NYFW - part III

MARC BY MARC JACOBS
Marc by Marc Jacobs has always been a line that is obsessed with youth culture - from fall's 70s fare to the grunge-y 90s. Spring 2014 seems to be about the eighties, in particular the high school fashions of the notoriously funky decade. The colorful athletic tracksuits done in luminous silks, the experimentations with menswear, the heightened reputation of the peppy cheerleader - the Marc by Marc girl this season is all about experimenting with her style while she tries to find where in the high school world of craziness she fits in. 

TORY BURCH
In all honesty Tory Burch's spring 2014 collection was nothing earth-shattering.

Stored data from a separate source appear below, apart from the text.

pub mod sigmoid;

pub use sigmoid::{sigmoid, sigmoid_derivative};
use rand::Rng;
use serde::{Deserialize, Serialize};
use std::fmt;

use crate::activation::sigmoid::sigmoid;
use crate::error::{NetError, Result};

/// Dense row-major matrix of `f64`.
///
/// Column vectors (`cols == 1`) carry layer activations and biases; every
/// arithmetic operation checks dimensions and reports a mismatch instead of
/// panicking.
#[derive(Debug, Clone, PartialEq, Serialize, Deserialize)]
pub struct Matrix {
    pub rows: usize,
    pub cols: usize,
    pub data: Vec<Vec<f64>>,
}

impl Matrix {
    /// Builds a `rows × cols` matrix from row-major flat values.
    pub fn new(rows: usize, cols: usize, values: &[f64]) -> Result<Matrix> {
        if values.len() != rows * cols {
            return Err(NetError::InvalidDataLength {
                expected: rows * cols,
                actual: values.len(),
            });
        }

        let data = if cols == 0 {
            vec![Vec::new(); rows]
        } else {
            values.chunks(cols).map(|row| row.to_vec()).collect()
        };

        Ok(Matrix { rows, cols, data })
    }

    pub fn zeros(rows: usize, cols: usize) -> Matrix {
        Matrix {
            rows,
            cols,
            data: vec![vec![0.0; cols]; rows],
        }
    }

    /// A single-column matrix holding `values`.
    pub fn column(values: &[f64]) -> Matrix {
        Matrix {
            rows: values.len(),
            cols: 1,
            data: values.iter().map(|&v| vec![v]).collect(),
        }
    }

    /// Samples every entry uniformly from `[-limit, limit]`.
    pub fn random_uniform<R: Rng + ?Sized>(rows: usize, cols: usize, limit: f64, rng: &mut R) -> Matrix {
        let mut res = Matrix::zeros(rows, cols);

        for i in 0..rows {
            for j in 0..cols {
                res.data[i][j] = -limit + rng.gen::<f64>() * 2.0 * limit;
            }
        }

        res
    }

    /// Glorot-uniform initialization: limit `sqrt(6 / (rows + cols))`.
    ///
    /// Suited to sigmoid layers, where it keeps pre-activations near the
    /// steep part of the curve at the start of training.
    pub fn glorot<R: Rng + ?Sized>(rows: usize, cols: usize, rng: &mut R) -> Matrix {
        let limit = (6.0 / (rows + cols) as f64).sqrt();
        Matrix::random_uniform(rows, cols, limit, rng)
    }

    pub fn dims(&self) -> (usize, usize) {
        (self.rows, self.cols)
    }

    pub fn get(&self, row: usize, col: usize) -> f64 {
        self.data[row][col]
    }

    /// Row-major copy of all entries.
    pub fn flatten(&self) -> Vec<f64> {
        self.data.iter().flat_map(|row| row.iter().copied()).collect()
    }

    /// First column as a plain vector; the natural view of a column matrix.
    pub fn column_values(&self) -> Vec<f64> {
        self.data.iter().map(|row| row[0]).collect()
    }

    pub fn map<F>(&self, functor: F) -> Matrix
    where
        F: Fn(f64) -> f64,
    {
        Matrix {
            rows: self.rows,
            cols: self.cols,
            data: self
                .data
                .iter()
                .map(|row| row.iter().map(|&x| functor(x)).collect())
                .collect(),
        }
    }

    /// Element-wise logistic sigmoid.
    pub fn sigmoid(&self) -> Matrix {
        self.map(sigmoid)
    }

    pub fn scale(&self, factor: f64) -> Matrix {
        self.map(|x| x * factor)
    }

    pub fn plus(&self, rhs: &Matrix) -> Result<Matrix> {
        let mut res = self.clone();
        res.add_assign(rhs)?;
        Ok(res)
    }

    pub fn minus(&self, rhs: &Matrix) -> Result<Matrix> {
        let mut res = self.clone();
        res.sub_assign(rhs)?;
        Ok(res)
    }

    /// In-place sum. `self` is left untouched when the dimensions differ.
    pub fn add_assign(&mut self, rhs: &Matrix) -> Result<()> {
        self.check_same_dims("add", rhs)?;
        self.zip_assign(rhs, |a, b| a + b);
        Ok(())
    }

    /// In-place difference. `self` is left untouched when the dimensions differ.
    pub fn sub_assign(&mut self, rhs: &Matrix) -> Result<()> {
        self.check_same_dims("subtract", rhs)?;
        self.zip_assign(rhs, |a, b| a - b);
        Ok(())
    }

    pub fn multiply(&self, rhs: &Matrix) -> Result<Matrix> {
        if self.cols != rhs.rows {
            return Err(NetError::DimensionMismatch {
                operation: "multiply",
                left: self.dims(),
                right: rhs.dims(),
            });
        }

        let mut res = Matrix::zeros(self.rows, rhs.cols);

        for i in 0..res.rows {
            for k in 0..self.cols {
                let lhs = self.data[i][k];
                for j in 0..res.cols {
                    res.data[i][j] += lhs * rhs.data[k][j];
                }
            }
        }

        Ok(res)
    }

    fn check_same_dims(&self, operation: &'static str, rhs: &Matrix) -> Result<()> {
        if self.dims() != rhs.dims() {
            return Err(NetError::DimensionMismatch {
                operation,
                left: self.dims(),
                right: rhs.dims(),
            });
        }
        Ok(())
    }

    fn zip_assign<F>(&mut self, rhs: &Matrix, op: F)
    where
        F: Fn(f64, f64) -> f64,
    {
        for (row, rhs_row) in self.data.iter_mut().zip(rhs.data.iter()) {
            for (x, &y) in row.iter_mut().zip(rhs_row.iter()) {
                *x = op(*x, y);
            }
        }
    }
}

impl fmt::Display for Matrix {
    fn fmt(&self, f: &mut fmt::Formatter<'_>) -> fmt::Result {
        for (i, row) in self.data.iter().enumerate() {
            if i > 0 {
                writeln!(f)?;
            }
            write!(f, "{:?}", row)?;
        }
        Ok(())
    }
}

#[cfg(test)]
mod tests {
    use super::*;
    use rand::rngs::StdRng;
    use rand::SeedableRng;

    #[test]
    fn test_new_rejects_wrong_value_count() {
        let err = Matrix::new(2, 2, &[1.0, 2.0, 3.0]).unwrap_err();
        assert_eq!(err, NetError::InvalidDataLength { expected: 4, actual: 3 });
    }

    #[test]
    fn test_addition() {
        let m1 = Matrix::new(3, 4, &[1., 2., 3., 4., 5., 6., 7., 8., 9., 10., 11., 12.]).unwrap();
        let m2 = Matrix::new(3, 4, &[12., 11., 10., 9., 8., 7., 6., 5., 4., 3., 2., 1.]).unwrap();

        let sum = m1.plus(&m2).unwrap();
        assert_eq!(sum, Matrix::new(3, 4, &[13.0; 12]).unwrap());
    }

    #[test]
    fn test_multiplication() {
        let m1 = Matrix::new(2, 3, &[1., 2., 3., 4., 5., 6.]).unwrap();
        let m2 = Matrix::new(3, 4, &[1., 2., 3., 4., 5., 6., 7., 8., 9., 10., 11., 12.]).unwrap();

        let product = m1.multiply(&m2).unwrap();
        assert_eq!(product, Matrix::new(2, 4, &[38., 44., 50., 56., 83., 98., 113., 128.]).unwrap());
    }

    #[test]
    fn test_multiply_rejects_inner_dimension_mismatch() {
        let m1 = Matrix::new(2, 3, &[1., 2., 3., 4., 5., 6.]).unwrap();
        let m2 = Matrix::new(2, 2, &[1., 2., 3., 4.]).unwrap();
        let (before1, before2) = (m1.clone(), m2.clone());

        match m1.multiply(&m2) {
            Err(NetError::DimensionMismatch { left, right, .. }) => {
                assert_eq!(left, (2, 3));
                assert_eq!(right, (2, 2));
            }
            other => panic!("Expected DimensionMismatch, got {:?}", other),
        }
        assert_eq!(m1, before1);
        assert_eq!(m2, before2);
    }

    #[test]
    fn test_add_assign_mismatch_leaves_operands_untouched() {
        let mut m1 = Matrix::new(2, 2, &[1., 2., 3., 4.]).unwrap();
        let m2 = Matrix::new(2, 1, &[1., 1.]).unwrap();
        let before = m1.clone();

        assert!(m1.add_assign(&m2).is_err());
        assert!(m1.sub_assign(&m2).is_err());
        assert!(m1.plus(&m2).is_err());
        assert_eq!(m1, before);
        assert_eq!(m2, Matrix::new(2, 1, &[1., 1.]).unwrap());
    }

    #[test]
    fn test_scale_and_sigmoid() {
        let m = Matrix::column(&[0.0, 2.0]);
        assert_eq!(m.scale(-1.5).column_values(), vec![0.0, -3.0]);
        let s = m.sigmoid();
        assert!((s.get(0, 0) - 0.5).abs() < 1e-12);
        assert!((s.get(1, 0) - 0.880_797_077_977_882_3).abs() < 1e-12);
    }

    #[test]
    fn test_glorot_respects_limit() {
        let mut rng = StdRng::seed_from_u64(7);
        let m = Matrix::glorot(4, 2, &mut rng);
        let limit = (6.0_f64 / 6.0).sqrt();
        assert!(m.flatten().iter().all(|x| x.abs() <= limit));
    }

    #[test]
    fn test_display_prints_one_row_per_line() {
        let m = Matrix::new(2, 2, &[1., 2., 3., 4.]).unwrap();
        assert_eq!(m.to_string(), "[1.0, 2.0]\n[3.0, 4.0]");
    }
}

The clothes were her typical brand of preppy infused with a world-traveler edge, this time in fitting garden greens and pristine whites. Mainly I just wanted to talk about the super awesome fancy fanny-pack-like purse belts. You may not know this, but sorority girls have an unhealthy obsession with the tacky tourist butt bags. All these Tory bags need are monogrammed Greek letters and sorority girls everywhere will be fainting with glee.

PHILLIP LIM
Lim explained that his collection was inspired by the earth. I don't exactly know how literally we are supposed to take that statement - on one hand, there are metallics and seismic prints that literally resemble the natural world; on the other hand, there is something so simply grounded about this collection that is really drawing me in. Lim is a master of wearability without predictability, meaning his looks are simultaneously comfortable and new and exciting, always slightly pushing the boundary but not busting down any walls. And to be honest I really do love that about his clothes. It's the kind of stuff that actually sells, and there is something to be said for an artist who knows how to make something that is both beautiful and commercial.

TOMMY HILFIGER
A fascination with swimwear and surfer style has remained constant throughout the past few seasons, with all sorts of garments being made of neoprene and other swim-like textiles. Tommy Hilfiger is the latest (but certainly not the last, I assume) to be inspired by those who live endless summers. There were the literal translations - fabulous neon one-pieces and pants slightly unzipped and folded over to mimic the surfer post-hitting-the-waves - as well as more subtle accents - neon neoprene stripes added to jeans and sweatshirts, rashguard-like tops turned into ultra-hip dresses. The overall effect was sporty and chic, sure to make a splash for surfers and land lovers alike.

Stay tuned for more NYFW coverage!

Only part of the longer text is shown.